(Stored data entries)
//! Run Snapshots
//!
//! Captures a finished (or running) workflow instance together with its
//! step instances and writes it as pretty JSON, so a run can be inspected
//! after the process exits.
//!
//! Snapshots are saved to `.flowrunner/{instance_id}.json` by default.

use std::fs;
use std::path::{Path, PathBuf};

use chrono::{DateTime, Utc};
use log::info;
use serde::{Deserialize, Serialize};

use super::{StepInstanceRepository, WorkflowInstanceRepository};
use crate::error::Result;
use crate::workflow::{InstanceStatus, StepInstance, WorkflowInstance};

/// Default directory for snapshots, relative to the working directory.
pub const SNAPSHOT_DIR: &str = ".flowrunner";

#[derive(Serialize, Deserialize, Clone, Debug)]
#[serde(rename_all = "camelCase")]
pub struct RunSnapshot {
    pub workflow: WorkflowInstance,

    /// Step instances in creation order
    pub steps: Vec<StepInstance>,

    /// When the snapshot was taken
    pub captured_at: DateTime<Utc>,
}

impl RunSnapshot {
    /// Reads the current state of `workflow_instance_id` from the
    /// repositories.
    pub async fn capture(
        workflows: &dyn WorkflowInstanceRepository,
        steps: &dyn StepInstanceRepository,
        workflow_instance_id: &str,
    ) -> Result<Self> {
        Ok(Self {
            workflow: workflows.get_by_id(workflow_instance_id).await?,
            steps: steps.list_by_workflow(workflow_instance_id).await?,
            captured_at: Utc::now(),
        })
    }

    /// Writes the snapshot into `dir` and returns the file path.
    pub fn save(&self, dir: impl AsRef<Path>) -> Result<PathBuf> {
        let dir = dir.as_ref();
        fs::create_dir_all(dir)?;

        let path = Self::path_for(dir, &self.workflow.id);
        let json = serde_json::to_string_pretty(self)?;
        fs::write(&path, json)?;

        info!("Saved run snapshot to {}", path.display());
        Ok(path)
    }

    /// Loads a snapshot file.
    pub fn load(path: impl AsRef<Path>) -> Result<Self> {
        let path = path.as_ref();
        let content = fs::read_to_string(path)?;
        let snapshot: RunSnapshot = serde_json::from_str(&content)?;

        info!(
            "Loaded run snapshot of {} ({}, {} steps)",
            snapshot.workflow.id,
            snapshot.workflow.status,
            snapshot.steps.len()
        );
        Ok(snapshot)
    }

    /// Snapshot file path for an instance id within `dir`.
    pub fn path_for(dir: impl AsRef<Path>, workflow_instance_id: &str) -> PathBuf {
        dir.as_ref().join(format!("{}.json", workflow_instance_id))
    }

    /// Step ids that reached the given status.
    pub fn steps_with_status(&self, status: InstanceStatus) -> Vec<&str> {
        self.steps
            .iter()
            .filter(|s| s.status == status)
            .map(|s| s.step_id.as_str())
            .collect()
    }

    /// First error message recorded on a failed step, if any.
    pub fn first_step_error(&self) -> Option<&str> {
        self.steps
            .iter()
            .filter(|s| s.status == InstanceStatus::Failed)
            .find_map(|s| s.error_message.as_deref())
    }
}

#[cfg(test)]
mod tests {
    use super::*;
    use crate::persistence::{InMemoryStepInstanceRepository, InMemoryWorkflowInstanceRepository};
    use crate::workflow::{
        StepDefinition, StepInstanceUpdate, WorkflowDefinition, WorkflowInstanceUpdate,
    };
    use std::collections::HashMap;
    use tempfile::tempdir;

    async fn captured() -> RunSnapshot {
        let definition = WorkflowDefinition::from_steps(
            "wf",
            vec![StepDefinition::task("charge", "payments.charge")],
        );
        let workflows = InMemoryWorkflowInstanceRepository::new();
        let steps = InMemoryStepInstanceRepository::new();

        let instance = WorkflowInstance::new(&definition, HashMap::new());
        let id = instance.id.clone();
        workflows.create(instance).await.unwrap();
        workflows.update(&id, WorkflowInstanceUpdate::running()).await.unwrap();

        let step = StepInstance::new(&id, &definition.steps[0], HashMap::new());
        let step_id = step.id.clone();
        steps.create(step).await.unwrap();
        steps.update(&step_id, StepInstanceUpdate::running()).await.unwrap();
        steps
            .update(&step_id, StepInstanceUpdate::failed("agent unreachable"))
            .await
            .unwrap();
        workflows
            .update(&id, WorkflowInstanceUpdate::failed("agent unreachable"))
            .await
            .unwrap();

        RunSnapshot::capture(&workflows, &steps, &id).await.unwrap()
    }

    #[tokio::test]
    async fn test_capture() {
        let snapshot = captured().await;
        assert_eq!(snapshot.workflow.status, InstanceStatus::Failed);
        assert_eq!(snapshot.steps_with_status(InstanceStatus::Failed), vec!["charge"]);
        assert_eq!(snapshot.first_step_error(), Some("agent unreachable"));
    }

    #[tokio::test]
    async fn test_save_and_load() {
        let temp_dir = tempdir().unwrap();
        let snapshot = captured().await;

        let path = snapshot.save(temp_dir.path()).unwrap();
        assert_eq!(path, RunSnapshot::path_for(temp_dir.path(), &snapshot.workflow.id));
        assert!(path.exists());

        let loaded = RunSnapshot::load(&path).unwrap();
        assert_eq!(loaded.workflow, snapshot.workflow);
        assert_eq!(loaded.steps, snapshot.steps);
    }

    #[test]
    fn test_load_missing_file() {
        assert!(RunSnapshot::load("/nonexistent/snapshot.json").is_err());
    }

    #[tokio::test]
    async fn test_capture_unknown_instance() {
        let workflows = InMemoryWorkflowInstanceRepository::new();
        let steps = InMemoryStepInstanceRepository::new();
        assert!(RunSnapshot::capture(&workflows, &steps, "ghost").await.is_err());
    }

    #[test]
    fn test_path_for() {
        let path = RunSnapshot::path_for(SNAPSHOT_DIR, "abc");
        assert_eq!(path, PathBuf::from(".flowrunner/abc.json"));
    }
}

Task description – The task calls for all lines in the entries that hold "async".

Result of this task –
    pub async fn capture(
    async fn captured() -> RunSnapshot {
    async fn test_capture() {
    async fn test_save_and_load() {
    async fn test_capture_unknown_instance() {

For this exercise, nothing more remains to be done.